Three major hospital associations have cut a deal with the Senate Finance Committee and the Obama administration to contribute about $155 billion over 10 years to the cost of health care reform, Vice President Biden announced Wednesday.
Emergency Room Entrance; Flickr user taberandrew

"We have never been as close as we are today," Biden said of health care reform. "We have these hospitals working with us, and we have the pharmaceutical industry working with us, we have doctors and nurses and health care providers with us, we have the American public behind us, and everyone sees that we need change."

Listen to the full announcement here:

Most of the savings from the deal, which was first reported Tuesday by the Washington Post, would come from lower-than-expected Medicare and Medicaid payments to hospitals.

The news is a bright spot for the Obama administration in what has otherwise been a difficult week for the administration's health care agenda, as the president's plan to sign health care legislation into law this year has hit roadblocks in Congress.

Hospital spending makes up about 31 percent of the $2 trillion the U.S. spends annually on health care, and so is a key area to trim costs. President Obama had proposed $220 billion in cuts over 10 years. Under the current deal, hospitals negotiated the smaller $155 billion number.

The agreement doesn't restrict lawmakers from demanding more cuts later, but according to Kaiser Health News, industry insiders say that the hospitals hope to create goodwill with the agreement now so that they will have influential negotiators on their side when the House and Senate later meet to hammer out joint legislation.

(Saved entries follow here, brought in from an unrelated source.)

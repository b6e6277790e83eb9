use chrono::{DateTime, Utc};
use shared::{
    domain::{ConversationId, MessageId, TempId, UserId},
    protocol::{MessagePayload, ReadReceiptPayload},
};

#[derive(Debug, Clone, Copy, PartialEq, Eq)]
pub enum Delivery {
    Pending,
    Sent,
    Failed,
}

/// One transcript entry. A locally staged message starts with only a temp id
/// and `Pending` delivery; reconciliation fills in the server id in place.
/// `Sent` is terminal for delivery; only `read_at` may change afterwards.
#[derive(Debug, Clone)]
pub struct Message {
    pub server_id: Option<MessageId>,
    pub temp_id: Option<TempId>,
    pub sender_id: UserId,
    pub body: String,
    pub sent_at: DateTime<Utc>,
    pub delivery: Delivery,
    pub read_at: Option<DateTime<Utc>>,
}

/// Copy of a staged message, carrying exactly what the outbound frame needs.
#[derive(Debug, Clone)]
pub struct OutboundMessage {
    pub temp_id: TempId,
    pub body: String,
    pub sent_at: DateTime<Utc>,
}

/// Transcript of one conversation. Exclusively owns its message collection;
/// the client event loop is the only mutator. Closing a session keeps the
/// transcript in memory so reopening within the app lifetime is cheap.
#[derive(Debug)]
pub struct ChatSession {
    conversation_id: ConversationId,
    own_user: UserId,
    transcript: Vec<Message>,
}

impl ChatSession {
    pub fn new(conversation_id: ConversationId, own_user: UserId) -> Self {
        Self {
            conversation_id,
            own_user,
            transcript: Vec::new(),
        }
    }

    pub fn conversation_id(&self) -> ConversationId {
        self.conversation_id
    }

    pub fn transcript(&self) -> &[Message] {
        &self.transcript
    }

    /// Replaces the transcript with server history. Local messages that are
    /// still pending or failed survive unless the history corroborates them
    /// by temp id (the server saw them while we were away). The peer's
    /// confirmed read point is reapplied to our own messages so a reload
    /// never drops read markers.
    pub fn load(&mut self, history: Vec<MessagePayload>, peer_read_at: Option<DateTime<Utc>>) {
        let retained: Vec<Message> = self
            .transcript
            .drain(..)
            .filter(|message| {
                message.delivery != Delivery::Sent
                    && !message.temp_id.as_ref().is_some_and(|temp_id| {
                        history
                            .iter()
                            .any(|entry| entry.temp_id.as_ref() == Some(temp_id))
                    })
            })
            .collect();
        self.transcript = history
            .iter()
            .filter(|entry| entry.conversation_id == self.conversation_id)
            .map(|entry| Message {
                server_id: entry.message_id,
                temp_id: entry.temp_id.clone(),
                sender_id: entry.sender_id,
                body: entry.body.clone(),
                sent_at: entry.sent_at,
                delivery: Delivery::Sent,
                read_at: peer_read_at
                    .filter(|mark| entry.sender_id == self.own_user && entry.sent_at <= *mark),
            })
            .collect();
        self.transcript.extend(retained);
    }

    /// Appends an optimistic pending message and returns a copy for building
    /// the outbound frame.
    pub fn stage_send(&mut self, body: String) -> OutboundMessage {
        let temp_id = TempId::generate();
        let sent_at = Utc::now();
        self.transcript.push(Message {
            server_id: None,
            temp_id: Some(temp_id.clone()),
            sender_id: self.own_user,
            body: body.clone(),
            sent_at,
            delivery: Delivery::Pending,
            read_at: None,
        });
        OutboundMessage {
            temp_id,
            body,
            sent_at,
        }
    }

    /// Applies one inbound message in arrival order. An echo of our own send
    /// (matching temp id) reconciles the optimistic entry in place, updating
    /// the slot's id and state rather than appending a second entry.
    /// Duplicate server ids are dropped.
    pub fn apply_inbound(&mut self, payload: &MessagePayload) -> bool {
        if payload.conversation_id != self.conversation_id {
            return false;
        }

        if payload.sender_id == self.own_user {
            if let Some(temp_id) = &payload.temp_id {
                if let Some(slot) = self
                    .transcript
                    .iter_mut()
                    .find(|message| message.temp_id.as_ref() == Some(temp_id))
                {
                    slot.server_id = payload.message_id;
                    slot.sent_at = payload.sent_at;
                    slot.delivery = Delivery::Sent;
                    return true;
                }
            }
        }

        if let Some(message_id) = payload.message_id {
            if self
                .transcript
                .iter()
                .any(|message| message.server_id == Some(message_id))
            {
                return false;
            }
        }

        self.transcript.push(Message {
            server_id: payload.message_id,
            temp_id: payload.temp_id.clone(),
            sender_id: payload.sender_id,
            body: payload.body.clone(),
            sent_at: payload.sent_at,
            delivery: Delivery::Sent,
            read_at: None,
        });
        true
    }

    /// Marks a still-pending message failed (send error or ack timeout).
    /// Returns false when the message was already acknowledged or failed.
    pub fn mark_failed(&mut self, temp_id: &TempId) -> bool {
        match self
            .transcript
            .iter_mut()
            .find(|message| message.temp_id.as_ref() == Some(temp_id))
        {
            Some(message) if message.delivery == Delivery::Pending => {
                message.delivery = Delivery::Failed;
                true
            }
            _ => false,
        }
    }

    /// Re-arms a failed message for another send attempt and returns a copy
    /// for the outbound frame. Resending is always user-driven.
    pub fn prepare_retry(&mut self, temp_id: &TempId) -> Option<OutboundMessage> {
        let message = self
            .transcript
            .iter_mut()
            .find(|message| message.temp_id.as_ref() == Some(temp_id))?;
        if message.delivery != Delivery::Failed {
            return None;
        }
        message.delivery = Delivery::Pending;
        message.sent_at = Utc::now();
        Some(OutboundMessage {
            temp_id: temp_id.clone(),
            body: message.body.clone(),
            sent_at: message.sent_at,
        })
    }

    /// A receipt from the remote party marks our delivered messages up to
    /// its read point.
    pub fn apply_read_receipt(&mut self, receipt: &ReadReceiptPayload) -> bool {
        if receipt.conversation_id != self.conversation_id
            || receipt.reader_id == self.own_user
        {
            return false;
        }
        let mut changed = false;
        for message in &mut self.transcript {
            if message.sender_id == self.own_user
                && message.read_at.is_none()
                && message.sent_at <= receipt.read_at
            {
                message.read_at = Some(receipt.read_at);
                changed = true;
            }
        }
        changed
    }
}

#[cfg(test)]
#[path = "tests/session_tests.rs"]
mod tests;
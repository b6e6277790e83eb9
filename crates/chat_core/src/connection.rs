use std::{
    sync::Arc,
    time::{Duration, Instant},
};

use futures::StreamExt;
use shared::protocol::{
    ClientFrame, MessagePayload, PresencePayload, ReadReceiptPayload, ServerEvent, TypingPayload,
};
use tokio::{
    sync::{broadcast, Mutex},
    task::JoinHandle,
};
use tracing::{info, warn};

use crate::{
    error::{ConnectError, ConnectFailure, SendError},
    transport::{EventStream, FrameSink, Transport, TransportChannel},
};

/// Bounded exponential backoff for automatic reconnect attempts.
#[derive(Debug, Clone)]
pub struct ReconnectPolicy {
    pub max_attempts: u32,
    pub base_delay: Duration,
    pub max_delay: Duration,
}

impl Default for ReconnectPolicy {
    fn default() -> Self {
        Self {
            max_attempts: 5,
            base_delay: Duration::from_secs(1),
            max_delay: Duration::from_secs(5),
        }
    }
}

impl ReconnectPolicy {
    /// Delay scheduled before the given attempt (1-based): base doubled per
    /// attempt, capped at `max_delay`.
    pub fn delay_for(&self, attempt: u32) -> Duration {
        let shift = attempt.saturating_sub(1).min(16);
        self.base_delay
            .saturating_mul(1u32 << shift)
            .min(self.max_delay)
    }
}

#[derive(Debug, Clone, Copy, PartialEq, Eq)]
pub enum ConnectionState {
    Idle,
    Connecting,
    Connected,
    Reconnecting { attempt: u32 },
    /// Terminal: automatic retries exhausted or authentication rejected.
    /// Requires an explicit `connect` call to resume.
    Disconnected,
}

#[derive(Debug, Clone)]
pub struct ConnectionSnapshot {
    pub state: ConnectionState,
    pub last_error: Option<String>,
    /// When the next automatic reconnect attempt fires, if one is scheduled.
    pub next_attempt_at: Option<Instant>,
}

impl ConnectionSnapshot {
    pub fn is_connected(&self) -> bool {
        self.state == ConnectionState::Connected
    }

    pub fn reconnect_attempt(&self) -> u32 {
        match self.state {
            ConnectionState::Reconnecting { attempt } => attempt,
            _ => 0,
        }
    }
}

/// Typed event stream delivered to subscribers. `Up { resumed: true }`
/// follows a channel loss and obliges consumers to resync authoritative
/// state; the channel itself is not assumed gap-free.
#[derive(Debug, Clone)]
pub enum ChannelEvent {
    StateChanged(ConnectionSnapshot),
    Up { resumed: bool },
    Down { reason: String },
    Message(MessagePayload),
    Presence(PresencePayload),
    ReadReceipt(ReadReceiptPayload),
    Typing(TypingPayload),
}

/// Owns the single live channel to the messaging server and the
/// reconnect/backoff state machine. All other components observe it through
/// the subscribed event stream or `send`; the channel handle never escapes.
pub struct ConnectionManager {
    transport: Arc<dyn Transport>,
    policy: ReconnectPolicy,
    inner: Mutex<ConnectionInner>,
    events: broadcast::Sender<ChannelEvent>,
}

struct ConnectionInner {
    state: ConnectionState,
    last_error: Option<String>,
    next_attempt_at: Option<Instant>,
    auth_token: Option<String>,
    // The sink carries its own lock; outbound writes await on it without
    // holding the state lock.
    sink: Option<Arc<Mutex<Box<dyn FrameSink>>>>,
    driver: Option<JoinHandle<()>>,
    // Bumped on every connect/disconnect so a superseded driver task can
    // tell its results are no longer relevant and discard them.
    generation: u64,
}

impl ConnectionManager {
    pub fn new(transport: Arc<dyn Transport>, policy: ReconnectPolicy) -> Arc<Self> {
        let (events, _) = broadcast::channel(1024);
        Arc::new(Self {
            transport,
            policy,
            inner: Mutex::new(ConnectionInner {
                state: ConnectionState::Idle,
                last_error: None,
                next_attempt_at: None,
                auth_token: None,
                sink: None,
                driver: None,
                generation: 0,
            }),
            events,
        })
    }

    pub fn subscribe(&self) -> broadcast::Receiver<ChannelEvent> {
        self.events.subscribe()
    }

    pub async fn snapshot(&self) -> ConnectionSnapshot {
        let inner = self.inner.lock().await;
        ConnectionSnapshot {
            state: inner.state,
            last_error: inner.last_error.clone(),
            next_attempt_at: inner.next_attempt_at,
        }
    }

    /// Establishes the channel. A network-level failure does not error; it
    /// enters the reconnect cycle. An explicit authentication rejection is
    /// terminal and returned to the caller.
    pub async fn connect(self: &Arc<Self>, auth_token: &str) -> Result<(), ConnectError> {
        // Recreate the connection on every explicit connect (new auth token).
        self.disconnect().await;

        let generation = {
            let mut inner = self.inner.lock().await;
            inner.generation += 1;
            inner.auth_token = Some(auth_token.to_string());
            inner.last_error = None;
            inner.next_attempt_at = None;
            self.transition(&mut inner, ConnectionState::Connecting);
            inner.generation
        };

        match self.transport.connect(auth_token).await {
            Ok(TransportChannel { sink, events }) => {
                {
                    let mut inner = self.inner.lock().await;
                    if inner.generation != generation {
                        return Ok(());
                    }
                    inner.sink = Some(Arc::new(Mutex::new(sink)));
                    self.transition(&mut inner, ConnectionState::Connected);
                    let driver = tokio::spawn(Arc::clone(self).drive(generation, Some(events)));
                    if let Some(previous) = inner.driver.replace(driver) {
                        previous.abort();
                    }
                }
                let _ = self.events.send(ChannelEvent::Up { resumed: false });
                Ok(())
            }
            Err(ConnectFailure::AuthRejected(reason)) => {
                let mut inner = self.inner.lock().await;
                if inner.generation == generation {
                    inner.last_error = Some(reason.clone());
                    inner.auth_token = None;
                    self.transition(&mut inner, ConnectionState::Disconnected);
                }
                Err(ConnectError::AuthRejected { reason })
            }
            Err(ConnectFailure::Transport(err)) => {
                warn!(error = %err, "initial connect failed; entering reconnect cycle");
                let mut inner = self.inner.lock().await;
                if inner.generation == generation {
                    inner.last_error = Some(err.to_string());
                    let driver = tokio::spawn(Arc::clone(self).drive(generation, None));
                    if let Some(previous) = inner.driver.replace(driver) {
                        previous.abort();
                    }
                }
                Ok(())
            }
        }
    }

    /// Scoped teardown: releases the channel and cancels any pending
    /// reconnect timer. Idempotent.
    pub async fn disconnect(&self) {
        let driver = {
            let mut inner = self.inner.lock().await;
            inner.generation += 1;
            inner.sink = None;
            inner.auth_token = None;
            inner.last_error = None;
            inner.next_attempt_at = None;
            let driver = inner.driver.take();
            if inner.state != ConnectionState::Idle {
                self.transition(&mut inner, ConnectionState::Idle);
            }
            driver
        };
        if let Some(driver) = driver {
            driver.abort();
        }
    }

    /// Queues an outbound frame. Fails immediately when the channel is not
    /// connected; nothing is buffered across disconnects.
    pub async fn send(&self, frame: ClientFrame) -> Result<(), SendError> {
        let sink = {
            let inner = self.inner.lock().await;
            if inner.state != ConnectionState::Connected {
                return Err(SendError::NotConnected);
            }
            inner.sink.clone().ok_or(SendError::NotConnected)?
        };
        let mut sink = sink.lock().await;
        sink.send(frame).await.map_err(SendError::Transport)
    }

    fn transition(&self, inner: &mut ConnectionInner, state: ConnectionState) {
        inner.state = state;
        let _ = self
            .events
            .send(ChannelEvent::StateChanged(ConnectionSnapshot {
                state,
                last_error: inner.last_error.clone(),
                next_attempt_at: inner.next_attempt_at,
            }));
    }

    /// Driver task: pumps inbound events while the channel is up and runs the
    /// bounded reconnect loop after each loss. One task per `connect`; the
    /// backoff timer inside it is the only reconnect timer and is cancelled
    /// with the task.
    async fn drive(self: Arc<Self>, generation: u64, mut current: Option<EventStream>) {
        loop {
            let events = match current.take() {
                Some(events) => events,
                None => match self.reconnect(generation).await {
                    Some(events) => events,
                    None => return,
                },
            };

            let reason = self.pump(events).await;
            {
                let mut inner = self.inner.lock().await;
                if inner.generation != generation {
                    return;
                }
                inner.sink = None;
                inner.last_error = Some(reason.clone());
            }
            warn!(%reason, "live channel lost");
            let _ = self.events.send(ChannelEvent::Down { reason });
        }
    }

    async fn pump(&self, mut events: EventStream) -> String {
        loop {
            match events.next().await {
                Some(Ok(event)) => self.forward(event),
                Some(Err(err)) => return err.to_string(),
                None => return "channel closed by server".to_string(),
            }
        }
    }

    fn forward(&self, event: ServerEvent) {
        let mapped = match event {
            ServerEvent::MessageReceived { message } => ChannelEvent::Message(message),
            ServerEvent::PresenceUpdated { presence } => ChannelEvent::Presence(presence),
            ServerEvent::ReadReceipt { receipt } => ChannelEvent::ReadReceipt(receipt),
            ServerEvent::Typing { typing } => ChannelEvent::Typing(typing),
            ServerEvent::Error(err) => {
                warn!(code = ?err.code, message = %err.message, "server reported channel error");
                return;
            }
        };
        let _ = self.events.send(mapped);
    }

    /// Bounded reconnect loop. Returns the new event stream on success, or
    /// `None` once terminal (attempts exhausted, auth rejected, superseded).
    async fn reconnect(self: &Arc<Self>, generation: u64) -> Option<EventStream> {
        let token = {
            let inner = self.inner.lock().await;
            if inner.generation != generation {
                return None;
            }
            inner.auth_token.clone()?
        };

        for attempt in 1..=self.policy.max_attempts {
            let delay = self.policy.delay_for(attempt);
            {
                let mut inner = self.inner.lock().await;
                if inner.generation != generation {
                    return None;
                }
                inner.next_attempt_at = Some(Instant::now() + delay);
                self.transition(&mut inner, ConnectionState::Reconnecting { attempt });
            }
            tokio::time::sleep(delay).await;

            match self.transport.connect(&token).await {
                Ok(TransportChannel { sink, events }) => {
                    let mut inner = self.inner.lock().await;
                    if inner.generation != generation {
                        return None;
                    }
                    inner.sink = Some(Arc::new(Mutex::new(sink)));
                    inner.next_attempt_at = None;
                    inner.last_error = None;
                    self.transition(&mut inner, ConnectionState::Connected);
                    drop(inner);
                    info!(attempt, "reconnected to messaging server");
                    let _ = self.events.send(ChannelEvent::Up { resumed: true });
                    return Some(events);
                }
                Err(ConnectFailure::AuthRejected(reason)) => {
                    warn!(%reason, "reconnect rejected; giving up");
                    let mut inner = self.inner.lock().await;
                    if inner.generation != generation {
                        return None;
                    }
                    inner.last_error = Some(reason.clone());
                    inner.next_attempt_at = None;
                    inner.auth_token = None;
                    self.transition(&mut inner, ConnectionState::Disconnected);
                    drop(inner);
                    let _ = self.events.send(ChannelEvent::Down { reason });
                    return None;
                }
                Err(ConnectFailure::Transport(err)) => {
                    warn!(attempt, error = %err, "reconnect attempt failed");
                    let mut inner = self.inner.lock().await;
                    if inner.generation != generation {
                        return None;
                    }
                    inner.last_error = Some(err.to_string());
                }
            }
        }

        let reason = format!(
            "gave up after {} reconnect attempts",
            self.policy.max_attempts
        );
        let mut inner = self.inner.lock().await;
        if inner.generation != generation {
            return None;
        }
        inner.next_attempt_at = None;
        self.transition(&mut inner, ConnectionState::Disconnected);
        drop(inner);
        let _ = self.events.send(ChannelEvent::Down { reason });
        None
    }
}

#[cfg(test)]
#[path = "tests/connection_tests.rs"]
mod tests;
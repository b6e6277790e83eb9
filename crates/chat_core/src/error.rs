use thiserror::Error;

/// Transport-level failure. Recoverable: drives the reconnect state machine
/// and is never surfaced to callers as anything but connection-state events.
#[derive(Debug, Clone, Error)]
#[error("{0}")]
pub struct TransportError(pub String);

/// Failure of a single connect attempt as reported by the transport.
#[derive(Debug, Error)]
pub enum ConnectFailure {
    #[error("authentication rejected: {0}")]
    AuthRejected(String),
    #[error(transparent)]
    Transport(#[from] TransportError),
}

/// Error returned to the caller of `connect`. Network-level failures are not
/// represented here; they feed the reconnect cycle instead.
#[derive(Debug, Error)]
pub enum ConnectError {
    #[error("authentication rejected by server: {reason}")]
    AuthRejected { reason: String },
}

/// Per-message send failure. Scoped to the originating message; never aborts
/// the session.
#[derive(Debug, Error)]
pub enum SendError {
    #[error("not connected to the messaging server")]
    NotConnected,
    #[error("send failed: {0}")]
    Transport(#[from] TransportError),
    #[error("no active conversation")]
    NoActiveConversation,
    #[error("no message with temp id {0} is awaiting retry")]
    NothingToRetry(String),
}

The agreement is the latest in a series of deals with health industry stakeholders aimed at reducing costs to contribute to health care reform and covering the uninsured. Two weeks ago, pharmaceutical makers agreed to contribute $80 million in revenue over 10 years.

The deals provide important political momentum to the administration as it tries to push health care reform through Congress.

"The very groups we have been talking to have been the most vocal opponents of health care reform; now they are becoming the vocal proponents for health care reform," White House Chief of Staff Rahm Emanuel told the New York Times.

But not all lawmakers and are convinced that the deals will actually save enough money, as hospitals, drugmakers and other stakeholders have negotiated concessions for their agreements. For example, the hospitals received assurance that any potential new public insurance plan would not pay at Medicaid reimbursement rates, which hospitals believe are too low.

"We have yet to evaluate what are the specifics and particulars," Sen. Olympia Snowe, R-Maine, told the paper. "So it's uncertain. [The agreement] could be helpful, I just don't know."

The American Hospital Association, the Federation of American Hospitals and the Catholic Health Association all agreed to the current deal, under which about $100 billion in savings would come from reduced Medicare and Medicaid payments. About another $40 billion would come from reducing payments that hospitals receive to treat the uninsured. However, the payment cuts would not begin for a few years, until many of the uninsured would presumably have had a chance to enroll in new insurance programs created under health insurance reform legislation.

Both the drug maker deal and the hospital deal are contingent on passing health care reform legislation this year.